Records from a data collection
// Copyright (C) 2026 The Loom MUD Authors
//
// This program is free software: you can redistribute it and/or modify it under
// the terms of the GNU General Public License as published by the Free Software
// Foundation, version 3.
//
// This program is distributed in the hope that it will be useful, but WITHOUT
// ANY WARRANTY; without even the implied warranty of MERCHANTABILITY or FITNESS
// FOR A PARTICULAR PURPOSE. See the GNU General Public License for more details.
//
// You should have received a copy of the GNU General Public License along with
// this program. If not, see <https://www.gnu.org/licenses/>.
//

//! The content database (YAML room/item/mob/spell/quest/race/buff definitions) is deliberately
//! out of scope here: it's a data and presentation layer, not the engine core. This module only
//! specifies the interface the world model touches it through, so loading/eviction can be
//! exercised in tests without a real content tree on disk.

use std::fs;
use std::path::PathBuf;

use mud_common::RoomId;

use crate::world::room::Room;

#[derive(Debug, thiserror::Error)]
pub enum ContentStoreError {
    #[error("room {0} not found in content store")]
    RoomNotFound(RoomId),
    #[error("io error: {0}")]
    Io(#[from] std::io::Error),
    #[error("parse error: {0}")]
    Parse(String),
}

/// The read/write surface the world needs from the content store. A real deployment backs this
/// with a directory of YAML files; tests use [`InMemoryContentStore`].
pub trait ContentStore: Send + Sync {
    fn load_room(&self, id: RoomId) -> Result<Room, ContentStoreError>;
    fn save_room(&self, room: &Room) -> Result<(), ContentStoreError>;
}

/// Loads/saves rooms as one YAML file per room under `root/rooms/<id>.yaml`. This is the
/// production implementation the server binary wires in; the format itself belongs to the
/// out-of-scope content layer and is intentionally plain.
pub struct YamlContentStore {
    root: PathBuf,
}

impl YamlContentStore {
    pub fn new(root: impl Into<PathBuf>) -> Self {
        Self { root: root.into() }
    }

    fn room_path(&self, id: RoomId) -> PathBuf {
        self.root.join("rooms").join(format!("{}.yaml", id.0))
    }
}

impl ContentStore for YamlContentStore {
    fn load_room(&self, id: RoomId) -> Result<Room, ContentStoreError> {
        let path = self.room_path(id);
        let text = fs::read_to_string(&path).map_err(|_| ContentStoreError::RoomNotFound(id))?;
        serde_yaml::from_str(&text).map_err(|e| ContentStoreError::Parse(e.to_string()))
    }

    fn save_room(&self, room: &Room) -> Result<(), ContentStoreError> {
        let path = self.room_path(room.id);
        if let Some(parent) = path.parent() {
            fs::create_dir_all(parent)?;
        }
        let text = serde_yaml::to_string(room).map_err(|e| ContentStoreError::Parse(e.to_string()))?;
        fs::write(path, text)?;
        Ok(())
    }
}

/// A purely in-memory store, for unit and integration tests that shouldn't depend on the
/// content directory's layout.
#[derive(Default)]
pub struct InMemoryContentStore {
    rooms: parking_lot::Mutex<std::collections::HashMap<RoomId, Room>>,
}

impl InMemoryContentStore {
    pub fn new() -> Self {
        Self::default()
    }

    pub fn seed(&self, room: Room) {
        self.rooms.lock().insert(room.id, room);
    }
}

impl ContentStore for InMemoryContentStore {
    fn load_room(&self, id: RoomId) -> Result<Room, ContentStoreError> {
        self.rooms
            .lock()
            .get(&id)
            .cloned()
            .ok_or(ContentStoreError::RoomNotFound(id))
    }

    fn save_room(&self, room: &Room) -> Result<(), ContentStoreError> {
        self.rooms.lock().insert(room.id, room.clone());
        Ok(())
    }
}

Work instruction —
Please print exactly what appears from the first line of the data through the line with "License along with", including both of those lines and nothing past them.

Result —
// Copyright (C) 2026 The Loom MUD Authors
//
// This program is free software: you can redistribute it and/or modify it under
// the terms of the GNU General Public License as published by the Free Software
// Foundation, version 3.
//
// This program is distributed in the hope that it will be useful, but WITHOUT
// ANY WARRANTY; without even the implied warranty of MERCHANTABILITY or FITNESS
// FOR A PARTICULAR PURPOSE. See the GNU General Public License for more details.
//
// You should have received a copy of the GNU General Public License along with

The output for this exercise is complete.